Наступила короткая мучительная пауза.
Председательствующий обратился к инспектору:
- Это дополнительный материал для расследования. Что вы скажете по этому вопросу?
- Одно нельзя смешивать с другим! - задыхаясь, ответил инспектор.
- Выходит, что мы можем говорить неделю, месяц и так и не докопаться до истины. Симеонов, можете ли вы сказать еще что-нибудь?
У меня напряглись все мышцы. Челюсти словно парализовало, и я испугался, что никогда не смогу их разжать. Я вцепился пальцами в края тяжелого дубового стола, будто готовился его поднять.
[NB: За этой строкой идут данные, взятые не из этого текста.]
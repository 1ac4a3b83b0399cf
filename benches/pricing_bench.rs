//! Criterion benchmarks for hot paths in wrapd.
//!
//! Run with:
//!   cargo bench
//!
//! Covers:
//!   - Vehicle dimension matching (table scan + fallback chain)
//!   - Quote derivation (panel math, pure)
//!   - Proof link token verification (HMAC, runs per public request)

use criterion::{black_box, criterion_group, criterion_main, Criterion};

use wrapd::approveflow;
use wrapd::pricing::quote::{derive_quote, PanelKind, PanelSelection, QuoteInput};
use wrapd::pricing::vehicles::match_vehicle;

// ─── Vehicle matching ────────────────────────────────────────────────────────

fn bench_vehicle_match(c: &mut Criterion) {
    c.bench_function("match_exact_generation", |b| {
        b.iter(|| {
            let m = match_vehicle(black_box("2020"), black_box("Ford"), black_box("Transit"));
            black_box(m);
        });
    });

    c.bench_function("match_nearest_year_fallback", |b| {
        // 2026 Tacoma: outside every range, lands on the nearest generation.
        b.iter(|| {
            let m = match_vehicle(black_box("2026"), black_box("toyota"), black_box("tacoma"));
            black_box(m);
        });
    });

    c.bench_function("match_miss_full_scan", |b| {
        // Unknown make forces a scan of the whole table before the None.
        b.iter(|| {
            let m = match_vehicle(black_box("1972"), black_box("Trabant"), black_box("601"));
            black_box(m);
        });
    });
}

// ─── Quote derivation ────────────────────────────────────────────────────────

fn bench_quote_derivation(c: &mut Criterion) {
    let full_wrap = QuoteInput {
        panels: vec![PanelSelection {
            kind: PanelKind::FullWrap,
            sqft: 375.0,
        }],
        price_per_sqft: 5.0,
        quantity: 1,
        labor_rate: 85.0,
        margin_pct: 30.0,
        installs_enabled: true,
    };

    let partial = QuoteInput {
        panels: vec![
            PanelSelection {
                kind: PanelKind::Hood,
                sqft: 44.0,
            },
            PanelSelection {
                kind: PanelKind::DriverSide,
                sqft: 90.0,
            },
            PanelSelection {
                kind: PanelKind::PassengerSide,
                sqft: 90.0,
            },
            PanelSelection {
                kind: PanelKind::RearBumper,
                sqft: 27.0,
            },
        ],
        price_per_sqft: 4.5,
        quantity: 1,
        labor_rate: 85.0,
        margin_pct: 30.0,
        installs_enabled: true,
    };

    let fleet = QuoteInput {
        quantity: 12,
        ..full_wrap.clone()
    };

    c.bench_function("derive_quote_full_wrap", |b| {
        b.iter(|| {
            let q = derive_quote(black_box(&full_wrap));
            black_box(q);
        });
    });

    c.bench_function("derive_quote_four_panels", |b| {
        b.iter(|| {
            let q = derive_quote(black_box(&partial));
            black_box(q);
        });
    });

    c.bench_function("derive_quote_fleet_of_12", |b| {
        b.iter(|| {
            let q = derive_quote(black_box(&fleet));
            black_box(q);
        });
    });
}

// ─── Proof link tokens ───────────────────────────────────────────────────────

fn bench_token_verify(c: &mut Criterion) {
    let secret = "bench-secret-long-enough-to-be-realistic";
    let proof_id = "0d9f1c3a-7e42-4b11-9c55-1a2b3c4d5e6f";
    let token = approveflow::link_token(secret, proof_id).unwrap();

    c.bench_function("verify_token_valid", |b| {
        b.iter(|| {
            let ok = approveflow::verify_token(
                black_box(secret),
                black_box(proof_id),
                black_box(&token),
            );
            black_box(ok);
        });
    });

    c.bench_function("verify_token_forged", |b| {
        b.iter(|| {
            let ok = approveflow::verify_token(
                black_box(secret),
                black_box(proof_id),
                black_box("deadbeefdeadbeefdeadbeefdeadbeef"),
            );
            black_box(ok);
        });
    });
}

criterion_group!(
    benches,
    bench_vehicle_match,
    bench_quote_derivation,
    bench_token_verify
);
criterion_main!(benches);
- Скажу. Правда, расследование не дало никакого фактического материала, но в этом виновен тот, кто вел следствие. Совершенно очевидно, что он больше всего старался выгородить себя.
- Это поклеп! - крикнул инспектор. - Факты остаются фактами, и вы задумайтесь над ними! Я хотел помочь вам опомниться. Не ждите никакой пользы от медвежьей услуги, оказываемой вашими покровителями. Не сваливайте на другого свою вину! Вы еще очень молоды, и подобное поведение не делает вам чести! [120]
- Товарищ инспектор! О какой вине идет речь, почему вы все еще пытаетесь вводить всех в заблуждение?
- Как вы смеете так разговаривать со мной?! - закричал инспектор.
- Смею, потому что вы убили Стефана Ангелова!
Инспектор изо всех сил ударил кулаком по столу. Послышался оглушительный треск, а потом наступила тишина. Председательствующий проявил благоразумие. Он поспешил закрыть заседание.
Вскоре на аэродром в М. снова прибыл генерал Зимин. Случилось так, что он попал прямо на занятия. А когда они закончились, он подошел поздравить летчиков.
- Как я убедился, мои советы сделали доброе дело. Вижу перед собой первоклассных летчиков. Вашей подготовке могут позавидовать многие наши летчики.